Nada le preocupaba y de nada quería ocuparse. Sus ministros, consejeros y servidumbre sabían que lo esencial era no molestarle y siempre, ante quien pretendiera dirigirse al monarca, tenían un «Al rey, no». Quizás de ahí provenga la palabra reino.

Su mayor ocupación era el ajedrez. Esta actividad la anteponía a cualquier deber social, político o familiar, dedicándole gran pasión y un tiempo ilimitado. Hay quienes le atribuyen ciertos términos, estrategias y modificaciones de tan reputado juego, o deporte del alma, como lo apodaba el soberano.

Con la edad, comenzó a adquirir manías y rarezas. El rey se volvía loco. En realidad le aquejaba una paranoia de caballo, pues sospechaba que algo o alguien pretendía eliminarlo.

Contaba que un día, al iniciar la partida, comprobó que faltaba una pieza de ajedrez. En principio fue una, al día siguiente, dos; luego, tres, cuatro, etcétera, hasta que, debido al enfado del rey, la situación se tornó preocupante para todos ya que afectaba a temas y cuestiones de estado más serias y relevantes. Así pues, el rumor sobre la locura del monarca, se extendió por todo su pequeño reino.

Ordenó buscar las fichas faltantes y habló con el orfebre y con el maestro carpintero de palacio para fabricar múltiples réplicas exactas de las valiosas piezas perdidas. Aquellos artesanos se ocuparon, con notorio desagrado, en tallar figuras de ajedrez para sustituir todas las bajas habidas y las posibles futuras, en los más de cien tableros que, con sus respectivas piezas de distintos estilos y tamaños, conformaban la impresionante colección real. Existían tallas copiadas de ejércitos orientales y occidentales de casi todo el mundo conocido hasta entonces; así se podrían contemplar figuras de hermosos caballos erguidos sobre sus patas traseras, elefantes indios, dragones chinos, torres almenadas, pagodas orientales, aguerridos soldados, caballeros, emperadores ostentosos, adustos reyes y hermosas reinas cinceladas en nobles metales o en maderas policromadas con todo lujo de detalles. Una mañana, abatido el rey ante el enigmático panorama, con apenas fichas y a punto de abandonar para siempre su juego favorito, dicen que recibió la visita del alfil blanco que, con aire misterioso, osaría narrar al rey la causa e interpretación del enigma sobre el tablero:

—Majestad, permitidme que os narre y aclare el misterio que desde un tiempo os aflige.

—¿Qué sabéis vos de mis aflicciones? —respondió con desdén el monarca.

Acto seguido, su alfil, en actitud humilde propia de un vasallo, comenzó a narrarle la historia de las piezas de ajedrez desaparecidas.

—Hubo un día que un alfil negro no se presentó a la partida matinal y usted, mi señor, un tanto contrariado, buscó un sustituto en otro tablero, sin dar mayor importancia.

»Al día siguiente —continuó el alfil blanco—, había una falta de dos fichas: el alfil negro, nuevamente, y un caballo negro. Usted ordenó su rápida sustitución y también la fabricación de las piezas faltantes, porque procedían de distinto conjunto y constituía una falta de rigor que jugasen piezas de diferentes estilos, tamaños y tonalidad sobre un mismo tablero.

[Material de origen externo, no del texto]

//! The signed-in user's cart.
//!
//! Every mutation answers with the refreshed cart so the client never has to
//! re-fetch.

use std::sync::Arc;

use axum::Json;
use axum::extract::rejection::JsonRejection;
use axum::extract::{Path, State};
use axum::http::StatusCode;
use common::CartItemId;
use domain::CartView;
use serde::Deserialize;
use store::{NewCartItem, Store};

use crate::AppState;
use crate::error::ApiError;
use crate::routes::{json_body, parse_id};
use crate::session::Session;

#[derive(Debug, Deserialize)]
pub struct UpdateQuantityRequest {
    pub quantity: u32,
}

#[derive(Debug, Deserialize)]
pub struct MergeCartRequest {
    pub items: Vec<NewCartItem>,
}

/// GET /api/cart
#[tracing::instrument(skip(state, session), fields(user_id = %session.user_id))]
pub async fn view<S: Store + Clone + 'static>(
    State(state): State<Arc<AppState<S>>>,
    session: Session,
) -> Result<Json<CartView>, ApiError> {
    Ok(Json(state.carts.view(session.user_id).await?))
}

/// POST /api/cart/items: add units, merging with a matching line.
#[tracing::instrument(skip(state, session, payload), fields(user_id = %session.user_id))]
pub async fn add_item<S: Store + Clone + 'static>(
    State(state): State<Arc<AppState<S>>>,
    session: Session,
    payload: Result<Json<NewCartItem>, JsonRejection>,
) -> Result<(StatusCode, Json<CartView>), ApiError> {
    let item = json_body(payload)?;
    state.carts.add_item(session.user_id, item).await?;
    Ok((
        StatusCode::CREATED,
        Json(state.carts.view(session.user_id).await?),
    ))
}

/// PATCH /api/cart/items/{id}: set a line's quantity; zero removes it.
#[tracing::instrument(skip(state, session, payload), fields(user_id = %session.user_id))]
pub async fn update_item<S: Store + Clone + 'static>(
    State(state): State<Arc<AppState<S>>>,
    session: Session,
    Path(id): Path<String>,
    payload: Result<Json<UpdateQuantityRequest>, JsonRejection>,
) -> Result<Json<CartView>, ApiError> {
    let item_id: CartItemId = parse_id(&id, "Cart item")?;
    let UpdateQuantityRequest { quantity } = json_body(payload)?;
    state
        .carts
        .update_quantity(session.user_id, item_id, quantity)
        .await?;
    Ok(Json(state.carts.view(session.user_id).await?))
}

/// DELETE /api/cart/items/{id}
#[tracing::instrument(skip(state, session), fields(user_id = %session.user_id))]
pub async fn remove_item<S: Store + Clone + 'static>(
    State(state): State<Arc<AppState<S>>>,
    session: Session,
    Path(id): Path<String>,
) -> Result<Json<CartView>, ApiError> {
    let item_id: CartItemId = parse_id(&id, "Cart item")?;
    if !state.carts.remove_item(session.user_id, item_id).await? {
        return Err(ApiError::NotFound(format!("Cart item {id} not found")));
    }
    Ok(Json(state.carts.view(session.user_id).await?))
}

/// DELETE /api/cart: empty the cart.
#[tracing::instrument(skip(state, session), fields(user_id = %session.user_id))]
pub async fn clear<S: Store + Clone + 'static>(
    State(state): State<Arc<AppState<S>>>,
    session: Session,
) -> Result<StatusCode, ApiError> {
    state.carts.clear(session.user_id).await?;
    Ok(StatusCode::NO_CONTENT)
}

/// POST /api/cart/merge: fold a guest cart in after sign-in.
#[tracing::instrument(skip(state, session, payload), fields(user_id = %session.user_id))]
pub async fn merge<S: Store + Clone + 'static>(
    State(state): State<Arc<AppState<S>>>,
    session: Session,
    payload: Result<Json<MergeCartRequest>, JsonRejection>,
) -> Result<Json<CartView>, ApiError> {
    let MergeCartRequest { items } = json_body(payload)?;
    Ok(Json(
        state.carts.merge_guest_cart(session.user_id, items).await?,
    ))
}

»Al poco tiempo, de nuevo volvieron a faltar las piezas ausentes en las anteriores jornadas más una torre negra, lo que provocó la ira a su majestad. Imagino que lo recuerda, mi señor. —El rey, aturdido, se limitó a asentir con la cabeza—. Pues bien, esto era el inicio de una estratagema urdida por Alfil Negro que para probar las fuerzas de nuestro ejército, prefirió atacar de forma progresiva al rey blanco: a usted, mi señor.

»Alfil Negro es conocedor de su afición incondicional al noble juego del ajedrez y que por ello es capaz de abandonar todo lo demás.

»Primero se apropió de un caballo negro, luego preparó una estancia en una de las torres negras que también despareció del tablero, después compró la voluntad de unos peones también de su propio ejército negro. En posteriores días, traspasó las líneas enemigas y se internó en nuestro terreno, para lo que sobornó a unos soldados —peones— blancos y eliminó a otros que no accedieron al soborno.

»Usted, majestad, se limitaba a sustituir cada día las piezas faltantes sin molestarse en conocer la causa ni ocuparse de la defensa que necesitaba su ejército, su equipo, sus compañeros, su familia en definitiva.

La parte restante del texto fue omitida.